Task to carry out >> For the data below, restate word for word only the lines from the line containing "if let Script::SpawnFails" through the line containing "(Script::IgnoreGraceful, Termination::Graceful) =>", both ends included.

Recorded information >>

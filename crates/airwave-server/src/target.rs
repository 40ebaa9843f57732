//! Ingest target and connection string construction.

use std::fmt;

use url::Url;

use crate::error::ServerError;
use crate::{ServerResult, LOOPBACK_HOST};

/// Where an encoder connects to publish audio.
#[derive(Clone, PartialEq, Eq)]
pub struct IngestTarget {
    /// Connectable host (never a wildcard address).
    pub host: String,

    /// Ingest port.
    pub port: u16,

    /// Source user name.
    pub source_user: String,

    /// Source password.
    pub source_password: String,
}

impl IngestTarget {
    /// Create a target, replacing wildcard hosts with loopback.
    pub fn new(
        host: &str,
        port: u16,
        source_user: impl Into<String>,
        source_password: impl Into<String>,
    ) -> Self {
        Self {
            host: normalize_connect_host(host),
            port,
            source_user: source_user.into(),
            source_password: source_password.into(),
        }
    }

    /// `host:port`, bracketing IPv6 literals.
    pub fn address(&self) -> String {
        format!("{}:{}", bracket_ipv6(&self.host), self.port)
    }

    /// Connection string for publishing on `mount`, with the credential
    /// percent-encoded into the userinfo.
    pub fn connection_url(&self, mount: &str) -> ServerResult<String> {
        let base = format!("icecast://{}/", self.address());
        let mut url = Url::parse(&base).map_err(|e| ServerError::InvalidTarget(e.to_string()))?;

        url.set_username(&self.source_user)
            .map_err(|_| ServerError::InvalidTarget(format!("cannot set user on {base}")))?;
        url.set_password(Some(&self.source_password))
            .map_err(|_| ServerError::InvalidTarget(format!("cannot set password on {base}")))?;
        url.set_path(mount);

        Ok(url.into())
    }
}

impl fmt::Debug for IngestTarget {
    fn fmt(&self, f: &mut fmt::Formatter<'_>) -> fmt::Result {
        f.debug_struct("IngestTarget")
            .field("host", &self.host)
            .field("port", &self.port)
            .field("source_user", &self.source_user)
            .field("source_password", &"<redacted>")
            .finish()
    }
}

/// Mount point for a stream id. Ids are validated to be mount-safe upstream.
pub fn mount_for(stream_id: &str) -> String {
    format!("/{stream_id}")
}

/// Replace wildcard listen addresses with loopback.
///
/// `0.0.0.0`, `::` and friends are valid to listen on but not to connect to.
pub fn normalize_connect_host(host: &str) -> String {
    let trimmed = host.trim();
    match trimmed {
        "" | "*" | "0.0.0.0" | "::" | "[::]" | "0:0:0:0:0:0:0:0" => LOOPBACK_HOST.to_string(),
        _ => trimmed
            .trim_start_matches('[')
            .trim_end_matches(']')
            .to_string(),
    }
}

fn bracket_ipv6(host: &str) -> String {
    if host.contains(':') {
        format!("[{host}]")
    } else {
        host.to_string()
    }
}
//! airwave daemon: boots the supervisor from configuration and runs the
//! configured streams until interrupted.

pub mod config;

use std::sync::Arc;
use std::thread;
use std::time::Duration;

use anyhow::{Context, Result};
use tracing::{error, info, warn};
use tracing_subscriber::{layer::SubscriberExt, util::SubscriberInitExt};

use airwave_server::{IcecastConfigSource, ServerCoordinator, StatusSource};
use airwave_supervisor::{OsLauncher, Supervisor, SupervisorEvent};

pub use config::{Config, ConfigError};

/// Time allowed for streams to stop on shutdown, beyond the grace period.
const SHUTDOWN_SLACK: Duration = Duration::from_secs(2);

/// Initialize logging.
pub fn init_logging() {
    tracing_subscriber::registry()
        .with(tracing_subscriber::EnvFilter::try_from_default_env().unwrap_or_else(|_| {
            "airwave=info,airwave_daemon=info,airwave_supervisor=debug,airwave_server=info,airwave_diagnostics=info".into()
        }))
        .with(tracing_subscriber::fmt::layer())
        .init();
}

/// Build the ingest target coordinator for `config`.
pub fn coordinator(config: &Config) -> ServerCoordinator {
    let source = config.server.config_path.as_ref().map(|path| {
        info!(path = %path.display(), "Discovering broadcast server from its config file");
        Arc::new(IcecastConfigSource::new(path)) as Arc<dyn StatusSource>
    });
    ServerCoordinator::new(config.server_settings(), source)
}

/// Start every configured stream. Failures are logged; returns how many started.
pub fn start_configured(supervisor: &Supervisor, config: &Config) -> usize {
    let mut started = 0;
    for entry in &config.streams {
        match supervisor.start(&entry.id, entry.config.clone()) {
            Ok(snapshot) => {
                info!(stream_id = %entry.id, pid = ?snapshot.pid, format = %snapshot.format_name, "Stream started");
                started += 1;
            }
            Err(e) => error!(stream_id = %entry.id, "Failed to start stream: {}", e),
        }
    }
    started
}

fn log_event(event: &SupervisorEvent) {
    match event {
        SupervisorEvent::Added { id, snapshot } => {
            info!(stream_id = %id, name = %snapshot.name, "Stream added")
        }
        SupervisorEvent::StatusChanged {
            id,
            previous,
            current,
            snapshot,
        } => info!(
            stream_id = %id,
            attempt = snapshot.attempt,
            format = %snapshot.format_name,
            "{} -> {}",
            previous,
            current
        ),
        SupervisorEvent::Diagnosed { id, diagnosis } => warn!(
            stream_id = %id,
            category = diagnosis.category.name(),
            retryable = diagnosis.retryable,
            "{}",
            diagnosis.message
        ),
        SupervisorEvent::Removed { id } => info!(stream_id = %id, "Stream removed"),
    }
}

/// Run the daemon until Ctrl-C.
pub fn run(config: Config) -> Result<()> {
    let supervisor_config = config
        .supervisor_config()
        .context("Invalid supervisor configuration")?;
    let grace_period = supervisor_config.grace_period;

    let coordinator = Arc::new(coordinator(&config));
    match coordinator.verify_live() {
        Ok(target) => info!(server = %target.address(), "Broadcast server is reachable"),
        Err(e) => warn!("Broadcast server check failed, streams may not connect: {}", e),
    }

    let supervisor = Supervisor::new(supervisor_config, Arc::new(OsLauncher::default()), coordinator);

    let events = supervisor.subscribe();
    thread::Builder::new()
        .name("airwave-events".into())
        .spawn(move || {
            for event in events.iter() {
                log_event(&event);
            }
        })
        .context("Failed to spawn event logger")?;

    let started = start_configured(&supervisor, &config);
    info!(started, configured = config.streams.len(), "airwave running");

    wait_for_ctrl_c()?;

    info!("Shutting down");
    let remaining = supervisor.shutdown(grace_period + SHUTDOWN_SLACK);
    if remaining > 0 {
        error!(remaining, "Some streams did not stop");
    }
    Ok(())
}

fn wait_for_ctrl_c() -> Result<()> {
    let runtime = tokio::runtime::Builder::new_current_thread()
        .enable_all()
        .build()
        .context("Failed to build signal runtime")?;
    runtime
        .block_on(tokio::signal::ctrl_c())
        .context("Failed to listen for Ctrl-C")
}

#[cfg(test)]
mod tests {
    use super::*;
    use airwave_server::IngestResolver;
    use airwave_supervisor::StreamStatus;

    #[test]
    fn test_coordinator_reads_server_config_file() {
        let dir = tempfile::tempdir().unwrap();
        let path = dir.path().join("icecast.xml");
        std::fs::write(
            &path,
            "<icecast>\n  <authentication><source-password>from-file</source-password></authentication>\n  <listen-socket><port>8123</port><bind-address>0.0.0.0</bind-address></listen-socket>\n</icecast>\n",
        )
        .unwrap();

        let mut config = Config::default();
        config.server.config_path = Some(path);

        let target = coordinator(&config).resolve_ingest_target().unwrap();
        assert_eq!(target.host, "127.0.0.1");
        assert_eq!(target.port, 8123);
        assert_eq!(target.source_password, "from-file");
    }

    #[test]
    fn test_start_configured_logs_and_counts_failures() {
        let config = Config::from_json(
            r#"{
                "encoder_path": "/definitely/not/here/ffmpeg",
                "server": { "source_password": "hackme" },
                "streams": [
                    { "id": "fr", "name": "French", "input": { "kind": "device", "value": "mic-2" } },
                    { "id": "bad id", "name": "Broken", "input": { "kind": "device", "value": "mic-3" } }
                ]
            }"#,
        )
        .unwrap();

        let supervisor = Supervisor::new(
            config.supervisor_config().unwrap(),
            Arc::new(OsLauncher::default()),
            Arc::new(coordinator(&config)),
        );

        assert_eq!(start_configured(&supervisor, &config), 0);
        assert_eq!(supervisor.status("fr").map(|s| s.status), Some(StreamStatus::Error));
        assert!(supervisor.status("bad id").is_none());
    }
}
//! Scripted launcher and resolver for supervisor tests.

use std::collections::VecDeque;
use std::io;
use std::sync::atomic::{AtomicU32, Ordering};
use std::sync::Arc;
use std::time::{Duration, Instant};

use parking_lot::Mutex;

use airwave_server::{IngestResolver, IngestTarget, ServerCoordinator, ServerResult, ServerSettings};

use crate::process::{
    ExitInfo, LaunchError, LaunchSpec, ProcessEvents, ProcessHandle, ProcessLauncher, Termination,
};

const SIGKILL: i32 = 9;
const SIGTERM: i32 = 15;

/// What a fake encoder does once launched.
#[derive(Debug, Clone)]
pub(crate) enum Script {
    /// Print `output`, then exit with `code`.
    Fail { output: Vec<String>, code: i64 },

    /// Run until terminated either way.
    RunUntilTerminated,

    /// Only a forceful termination ends it.
    IgnoreGraceful,

    /// Graceful termination fails; forceful termination works.
    TerminateErrors,

    /// The executable cannot be spawned.
    SpawnFails,
}

impl Script {
    pub(crate) fn fail(line: &str, code: i64) -> Self {
        Self::Fail {
            output: vec![line.to_string()],
            code,
        }
    }
}

/// Launcher that plays queued scripts, then `fallback` forever.
pub(crate) struct FakeLauncher {
    queue: Mutex<VecDeque<Script>>,
    fallback: Script,
    launches: Mutex<Vec<LaunchSpec>>,
    terminations: Arc<Mutex<Vec<(String, Termination)>>>,
    next_pid: AtomicU32,
}

impl FakeLauncher {
    pub(crate) fn new(fallback: Script) -> Arc<Self> {
        Arc::new(Self {
            queue: Mutex::new(VecDeque::new()),
            fallback,
            launches: Mutex::new(Vec::new()),
            terminations: Arc::new(Mutex::new(Vec::new())),
            next_pid: AtomicU32::new(1000),
        })
    }

    pub(crate) fn scripted(scripts: Vec<Script>, fallback: Script) -> Arc<Self> {
        let launcher = Self::new(fallback);
        launcher.queue.lock().extend(scripts);
        launcher
    }

    pub(crate) fn launches(&self) -> Vec<LaunchSpec> {
        self.launches.lock().clone()
    }

    pub(crate) fn launches_for(&self, stream_id: &str) -> usize {
        self.launches
            .lock()
            .iter()
            .filter(|spec| spec.stream_id == stream_id)
            .count()
    }

    pub(crate) fn terminations_for(&self, stream_id: &str) -> Vec<Termination> {
        self.terminations
            .lock()
            .iter()
            .filter(|(id, _)| id == stream_id)
            .map(|(_, kind)| *kind)
            .collect()
    }
}

impl ProcessLauncher for FakeLauncher {
    fn launch(
        &self,
        spec: &LaunchSpec,
        events: ProcessEvents,
    ) -> Result<Box<dyn ProcessHandle>, LaunchError> {
        let script = self
            .queue
            .lock()
            .pop_front()
            .unwrap_or_else(|| self.fallback.clone());
        self.launches.lock().push(spec.clone());

        if let Script::SpawnFails = script {
            return Err(LaunchError::NotFound(spec.program.clone()));
        }

        let mut handle = FakeHandle {
            stream_id: spec.stream_id.clone(),
            pid: self.next_pid.fetch_add(1, Ordering::Relaxed),
            script: script.clone(),
            events,
            exited: false,
            terminations: Arc::clone(&self.terminations),
        };

        if let Script::Fail { output, code } = script {
            for line in output {
                handle.events.output(line);
            }
            handle.exit(ExitInfo::code(code));
        }

        Ok(Box::new(handle))
    }
}

struct FakeHandle {
    stream_id: String,
    pid: u32,
    script: Script,
    events: ProcessEvents,
    exited: bool,
    terminations: Arc<Mutex<Vec<(String, Termination)>>>,
}

impl FakeHandle {
    fn exit(&mut self, info: ExitInfo) {
        if !self.exited {
            self.exited = true;
            self.events.exited(info);
        }
    }
}

impl ProcessHandle for FakeHandle {
    fn pid(&self) -> Option<u32> {
        Some(self.pid)
    }

    fn terminate(&mut self, kind: Termination) -> io::Result<()> {
        self.terminations.lock().push((self.stream_id.clone(), kind));

        match (&self.script, kind) {
            (_, Termination::Forceful) => self.exit(ExitInfo::signal(SIGKILL)),
            (Script::IgnoreGraceful, Termination::Graceful) => {}
            (Script::TerminateErrors, Termination::Graceful) => {
                return Err(io::Error::from(io::ErrorKind::PermissionDenied));
            }
            (_, Termination::Graceful) => self.exit(ExitInfo::signal(SIGTERM)),
        }
        Ok(())
    }
}

/// Resolver over fixed settings that counts how it is used.
pub(crate) struct CountingResolver {
    inner: ServerCoordinator,
    resolves: AtomicU32,
    invalidations: AtomicU32,
}

impl CountingResolver {
    pub(crate) fn new() -> Arc<Self> {
        Arc::new(Self {
            inner: ServerCoordinator::from_settings(ServerSettings {
                source_password: Some("hackme".into()),
                ..ServerSettings::default()
            }),
            resolves: AtomicU32::new(0),
            invalidations: AtomicU32::new(0),
        })
    }

    pub(crate) fn resolves(&self) -> u32 {
        self.resolves.load(Ordering::SeqCst)
    }

    pub(crate) fn invalidations(&self) -> u32 {
        self.invalidations.load(Ordering::SeqCst)
    }
}

impl IngestResolver for CountingResolver {
    fn resolve_ingest_target(&self) -> ServerResult<Arc<IngestTarget>> {
        self.resolves.fetch_add(1, Ordering::SeqCst);
        self.inner.resolve_ingest_target()
    }

    fn invalidate(&self) {
        self.invalidations.fetch_add(1, Ordering::SeqCst);
        self.inner.invalidate();
    }
}

/// Poll `check` until it holds or five seconds pass.
pub(crate) fn eventually(mut check: impl FnMut() -> bool) -> bool {
    let deadline = Instant::now() + Duration::from_secs(5);
    while Instant::now() < deadline {
        if check() {
            return true;
        }
        std::thread::sleep(Duration::from_millis(5));
    }
    check()
}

Result of the exercise >>
        if let Script::SpawnFails = script {
            return Err(LaunchError::NotFound(spec.program.clone()));
        }

        let mut handle = FakeHandle {
            stream_id: spec.stream_id.clone(),
            pid: self.next_pid.fetch_add(1, Ordering::Relaxed),
            script: script.clone(),
            events,
            exited: false,
            terminations: Arc::clone(&self.terminations),
        };

        if let Script::Fail { output, code } = script {
            for line in output {
                handle.events.output(line);
            }
            handle.exit(ExitInfo::code(code));
        }

        Ok(Box::new(handle))
    }
}

struct FakeHandle {
    stream_id: String,
    pid: u32,
    script: Script,
    events: ProcessEvents,
    exited: bool,
    terminations: Arc<Mutex<Vec<(String, Termination)>>>,
}

impl FakeHandle {
    fn exit(&mut self, info: ExitInfo) {
        if !self.exited {
            self.exited = true;
            self.events.exited(info);
        }
    }
}

impl ProcessHandle for FakeHandle {
    fn pid(&self) -> Option<u32> {
        Some(self.pid)
    }

    fn terminate(&mut self, kind: Termination) -> io::Result<()> {
        self.terminations.lock().push((self.stream_id.clone(), kind));

        match (&self.script, kind) {
            (_, Termination::Forceful) => self.exit(ExitInfo::signal(SIGKILL)),
            (Script::IgnoreGraceful, Termination::Graceful) => {}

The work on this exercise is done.